• ENTRIES SHOWN:
// Copyright (c) 2025-2026 Adrian Robinson. Licensed under the AGPL-3.0.
// See LICENSE file in the project root for full license text.

//! Durable registry of remote nodes.
//!
//! Nodes share the database with the truth store. Credentials are stored
//! alongside each node but only leave the registry through the
//! crate-internal [`NodeRegistry::credentials()`], which the sync path uses
//! to build a peer client.
//!
//! # Status
//!
//! A node starts `inactive`. Only the outcome of a sync pass changes status,
//! through [`NodeRegistry::update_status()`].

use crate::db::{execute_with_retry, from_millis, now_millis, Database};
use crate::error::{ReplicationError, Result};
use crate::model::{ApiKey, Node, NodeId, NodeStatus};
use chrono::{DateTime, Utc};
use reqwest::Url;
use sqlx::sqlite::SqlitePool;
use tracing::{debug, info, warn};

type NodeRow = (i64, String, String, String, Option<i64>, i64);

const SELECT_COLUMNS: &str = "SELECT id, name, endpoint, status, last_sync, created_at FROM nodes";

fn row_to_node(row: NodeRow) -> Result<Node> {
    let (id, name, endpoint, status, last_sync, created_at) = row;
    let status = NodeStatus::parse(&status).ok_or_else(|| {
        ReplicationError::Internal(format!("Unknown stored status for node {}: {}", id, status))
    })?;
    Ok(Node {
        id,
        name,
        endpoint,
        status,
        last_sync: last_sync.map(from_millis).transpose()?,
        created_at: from_millis(created_at)?,
    })
}

/// Validate an endpoint and return its stored form (no trailing `/`).
pub fn normalize_endpoint(endpoint: &str) -> Result<String> {
    let trimmed = endpoint
        .trim()
        .trim_end_matches(|c: char| c == '/' || c.is_whitespace());
    if trimmed.is_empty() {
        return Err(ReplicationError::validation("Endpoint is required"));
    }

    let url = Url::parse(trimmed)
        .map_err(|e| ReplicationError::validation(format!("Invalid endpoint '{}': {}", trimmed, e)))?;
    if !matches!(url.scheme(), "http" | "https") {
        return Err(ReplicationError::validation(format!(
            "Endpoint must use http or https: {}",
            trimmed
        )));
    }
    if url.host_str().map_or(true, str::is_empty) {
        return Err(ReplicationError::validation(format!(
            "Endpoint has no host: {}",
            trimmed
        )));
    }

    Ok(trimmed.to_string())
}

fn is_unique_violation(e: &sqlx::Error) -> bool {
    match e {
        sqlx::Error::Database(db_err) => db_err.is_unique_violation(),
        _ => false,
    }
}

/// Registry of remote nodes.
#[derive(Clone)]
pub struct NodeRegistry {
    pool: SqlitePool,
}

impl NodeRegistry {
    pub fn new(db: &Database) -> Self {
        Self {
            pool: db.pool().clone(),
        }
    }

    /// Register a remote node. Starts `inactive` with no `last_sync`.
    pub async fn register(&self, name: &str, endpoint: &str, api_key: Option<&str>) -> Result<Node> {
        let name = name.trim();
        if name.is_empty() {
            return Err(ReplicationError::validation("Name is required"));
        }
        let endpoint = normalize_endpoint(endpoint)?;

        let existing: Option<(i64,)> = sqlx::query_as("SELECT id FROM nodes WHERE endpoint = ?")
            .bind(&endpoint)
            .fetch_optional(&self.pool)
            .await?;
        if let Some((id,)) = existing {
            return Err(ReplicationError::validation(format!(
                "Endpoint already registered as node {}: {}",
                id, endpoint
            )));
        }

        let api_key = api_key.unwrap_or_default();
        let status = NodeStatus::Inactive;
        let created_at = now_millis();
        let pool = &self.pool;

        let result = execute_with_retry("node_register", || async {
            sqlx::query(
                r#"
                INSERT INTO nodes (name, endpoint, api_key, status, last_sync, created_at)
                VALUES (?, ?, ?, ?, NULL, ?)
                "#,
            )
            .bind(name)
            .bind(&endpoint)
            .bind(api_key)
            .bind(status.as_str())
            .bind(created_at)
            .execute(pool)
            .await
        })
        .await;

        let result = match result {
            Ok(result) => result,
            // Lost a race with a concurrent registration of the same endpoint
            Err(e) if is_unique_violation(&e) => {
                return Err(ReplicationError::validation(format!(
                    "Endpoint already registered: {}",
                    endpoint
                )));
            }
            Err(e) => return Err(e.into()),
        };

        let node = Node {
            id: result.last_insert_rowid(),
            name: name.to_string(),
            endpoint,
            status,
            last_sync: None,
            created_at: from_millis(created_at)?,
        };

        info!(node_id = node.id, name = %node.name, endpoint = %node.endpoint, "Node registered");
        Ok(node)
    }

    pub async fn get(&self, id: NodeId) -> Result<Node> {
        let row: Option<NodeRow> = sqlx::query_as(&format!("{} WHERE id = ?", SELECT_COLUMNS))
            .bind(id)
            .fetch_optional(&self.pool)
            .await?;

        match row {
            Some(row) => row_to_node(row),
            None => Err(ReplicationError::node_not_found(id)),
        }
    }

    /// All nodes, ordered by id.
    pub async fn list(&self) -> Result<Vec<Node>> {
        let rows: Vec<NodeRow> = sqlx::query_as(&format!("{} ORDER BY id ASC", SELECT_COLUMNS))
            .fetch_all(&self.pool)
            .await?;
        rows.into_iter().map(row_to_node).collect()
    }

    pub async fn count(&self) -> Result<usize> {
        let (count,): (i64,) = sqlx::query_as("SELECT COUNT(*) FROM nodes")
            .fetch_one(&self.pool)
            .await?;
        Ok(count as usize)
    }

    pub async fn remove(&self, id: NodeId) -> Result<()> {
        let pool = &self.pool;

        let result = execute_with_retry("node_remove", || async {
            sqlx::query("DELETE FROM nodes WHERE id = ?")
                .bind(id)
                .execute(pool)
                .await
        })
        .await?;

        if result.rows_affected() == 0 {
            return Err(ReplicationError::node_not_found(id));
        }

        info!(node_id = id, "Node removed");
        Ok(())
    }

    /// Record the outcome of a sync attempt.
    pub(crate) async fn update_status(
        &self,
        id: NodeId,
        status: NodeStatus,
        last_sync: DateTime<Utc>,
    ) -> Result<()> {
        let pool = &self.pool;
        let last_sync_ms = last_sync.timestamp_millis();

        let result = execute_with_retry("node_update_status", || async {
            sqlx::query("UPDATE nodes SET status = ?, last_sync = ? WHERE id = ?")
                .bind(status.as_str())
                .bind(last_sync_ms)
                .bind(id)
                .execute(pool)
                .await
        })
        .await?;

        if result.rows_affected() == 0 {
            warn!(node_id = id, status = %status, "Status update for missing node");
            return Err(ReplicationError::node_not_found(id));
        }

        debug!(node_id = id, status = %status, "Node status updated");
        Ok(())
    }

    /// The node's credential. Never exposed outside the crate.
    pub(crate) async fn credentials(&self, id: NodeId) -> Result<ApiKey> {
        let row: Option<(String,)> = sqlx::query_as("SELECT api_key FROM nodes WHERE id = ?")
            .bind(id)
            .fetch_optional(&self.pool)
            .await?;

        row.map(|(key,)| ApiKey::new(key))
            .ok_or_else(|| ReplicationError::node_not_found(id))
    }
}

• WORK INSTRUCTION:
The full listing must be retyped precisely, with no line left out.

• ANSWER TO THE EXERCISE:
// Copyright (c) 2025-2026 Adrian Robinson. Licensed under the AGPL-3.0.
// See LICENSE file in the project root for full license text.

//! Durable registry of remote nodes.
//!
//! Nodes share the database with the truth store. Credentials are stored
//! alongside each node but only leave the registry through the
//! crate-internal [`NodeRegistry::credentials()`], which the sync path uses
//! to build a peer client.
//!
//! # Status
//!
//! A node starts `inactive`. Only the outcome of a sync pass changes status,
//! through [`NodeRegistry::update_status()`].

use crate::db::{execute_with_retry, from_millis, now_millis, Database};
use crate::error::{ReplicationError, Result};
use crate::model::{ApiKey, Node, NodeId, NodeStatus};
use chrono::{DateTime, Utc};
use reqwest::Url;
use sqlx::sqlite::SqlitePool;
use tracing::{debug, info, warn};

type NodeRow = (i64, String, String, String, Option<i64>, i64);

const SELECT_COLUMNS: &str = "SELECT id, name, endpoint, status, last_sync, created_at FROM nodes";

fn row_to_node(row: NodeRow) -> Result<Node> {
    let (id, name, endpoint, status, last_sync, created_at) = row;
    let status = NodeStatus::parse(&status).ok_or_else(|| {
        ReplicationError::Internal(format!("Unknown stored status for node {}: {}", id, status))
    })?;
    Ok(Node {
        id,
        name,
        endpoint,
        status,
        last_sync: last_sync.map(from_millis).transpose()?,
        created_at: from_millis(created_at)?,
    })
}

/// Validate an endpoint and return its stored form (no trailing `/`).
pub fn normalize_endpoint(endpoint: &str) -> Result<String> {
    let trimmed = endpoint
        .trim()
        .trim_end_matches(|c: char| c == '/' || c.is_whitespace());
    if trimmed.is_empty() {
        return Err(ReplicationError::validation("Endpoint is required"));
    }

    let url = Url::parse(trimmed)
        .map_err(|e| ReplicationError::validation(format!("Invalid endpoint '{}': {}", trimmed, e)))?;
    if !matches!(url.scheme(), "http" | "https") {
        return Err(ReplicationError::validation(format!(
            "Endpoint must use http or https: {}",
            trimmed
        )));
    }
    if url.host_str().map_or(true, str::is_empty) {
        return Err(ReplicationError::validation(format!(
            "Endpoint has no host: {}",
            trimmed
        )));
    }

    Ok(trimmed.to_string())
}

fn is_unique_violation(e: &sqlx::Error) -> bool {
    match e {
        sqlx::Error::Database(db_err) => db_err.is_unique_violation(),
        _ => false,
    }
}

/// Registry of remote nodes.
#[derive(Clone)]
pub struct NodeRegistry {
    pool: SqlitePool,
}

impl NodeRegistry {
    pub fn new(db: &Database) -> Self {
        Self {
            pool: db.pool().clone(),
        }
    }

    /// Register a remote node. Starts `inactive` with no `last_sync`.
    pub async fn register(&self, name: &str, endpoint: &str, api_key: Option<&str>) -> Result<Node> {
        let name = name.trim();
        if name.is_empty() {
            return Err(ReplicationError::validation("Name is required"));
        }
        let endpoint = normalize_endpoint(endpoint)?;

        let existing: Option<(i64,)> = sqlx::query_as("SELECT id FROM nodes WHERE endpoint = ?")
            .bind(&endpoint)
            .fetch_optional(&self.pool)
            .await?;
        if let Some((id,)) = existing {
            return Err(ReplicationError::validation(format!(
                "Endpoint already registered as node {}: {}",
                id, endpoint
            )));
        }

        let api_key = api_key.unwrap_or_default();
        let status = NodeStatus::Inactive;
        let created_at = now_millis();
        let pool = &self.pool;

        let result = execute_with_retry("node_register", || async {
            sqlx::query(
                r#"
                INSERT INTO nodes (name, endpoint, api_key, status, last_sync, created_at)
                VALUES (?, ?, ?, ?, NULL, ?)
                "#,
            )
            .bind(name)
            .bind(&endpoint)
            .bind(api_key)
            .bind(status.as_str())
            .bind(created_at)
            .execute(pool)
            .await
        })
        .await;

        let result = match result {
            Ok(result) => result,
            // Lost a race with a concurrent registration of the same endpoint
            Err(e) if is_unique_violation(&e) => {
                return Err(ReplicationError::validation(format!(
                    "Endpoint already registered: {}",
                    endpoint
                )));
            }
            Err(e) => return Err(e.into()),
        };

        let node = Node {
            id: result.last_insert_rowid(),
            name: name.to_string(),
            endpoint,
            status,
            last_sync: None,
            created_at: from_millis(created_at)?,
        };

        info!(node_id = node.id, name = %node.name, endpoint = %node.endpoint, "Node registered");
        Ok(node)
    }

    pub async fn get(&self, id: NodeId) -> Result<Node> {
        let row: Option<NodeRow> = sqlx::query_as(&format!("{} WHERE id = ?", SELECT_COLUMNS))
            .bind(id)
            .fetch_optional(&self.pool)
            .await?;

        match row {
            Some(row) => row_to_node(row),
            None => Err(ReplicationError::node_not_found(id)),
        }
    }

    /// All nodes, ordered by id.
    pub async fn list(&self) -> Result<Vec<Node>> {
        let rows: Vec<NodeRow> = sqlx::query_as(&format!("{} ORDER BY id ASC", SELECT_COLUMNS))
            .fetch_all(&self.pool)
            .await?;
        rows.into_iter().map(row_to_node).collect()
    }

    pub async fn count(&self) -> Result<usize> {
        let (count,): (i64,) = sqlx::query_as("SELECT COUNT(*) FROM nodes")
            .fetch_one(&self.pool)
            .await?;
        Ok(count as usize)
    }

    pub async fn remove(&self, id: NodeId) -> Result<()> {
        let pool = &self.pool;

        let result = execute_with_retry("node_remove", || async {
            sqlx::query("DELETE FROM nodes WHERE id = ?")
                .bind(id)
                .execute(pool)
                .await
        })
        .await?;

        if result.rows_affected() == 0 {
            return Err(ReplicationError::node_not_found(id));
        }

        info!(node_id = id, "Node removed");
        Ok(())
    }

    /// Record the outcome of a sync attempt.
    pub(crate) async fn update_status(
        &self,
        id: NodeId,
        status: NodeStatus,
        last_sync: DateTime<Utc>,
    ) -> Result<()> {
        let pool = &self.pool;
        let last_sync_ms = last_sync.timestamp_millis();

        let result = execute_with_retry("node_update_status", || async {
            sqlx::query("UPDATE nodes SET status = ?, last_sync = ? WHERE id = ?")
                .bind(status.as_str())
                .bind(last_sync_ms)
                .bind(id)
                .execute(pool)
                .await
        })
        .await?;

        if result.rows_affected() == 0 {
            warn!(node_id = id, status = %status, "Status update for missing node");
            return Err(ReplicationError::node_not_found(id));
        }

        debug!(node_id = id, status = %status, "Node status updated");
        Ok(())
    }

    /// The node's credential. Never exposed outside the crate.
    pub(crate) async fn credentials(&self, id: NodeId) -> Result<ApiKey> {
        let row: Option<(String,)> = sqlx::query_as("SELECT api_key FROM nodes WHERE id = ?")
            .bind(id)
            .fetch_optional(&self.pool)
            .await?;

        row.map(|(key,)| ApiKey::new(key))
            .ok_or_else(|| ReplicationError::node_not_found(id))
    }
}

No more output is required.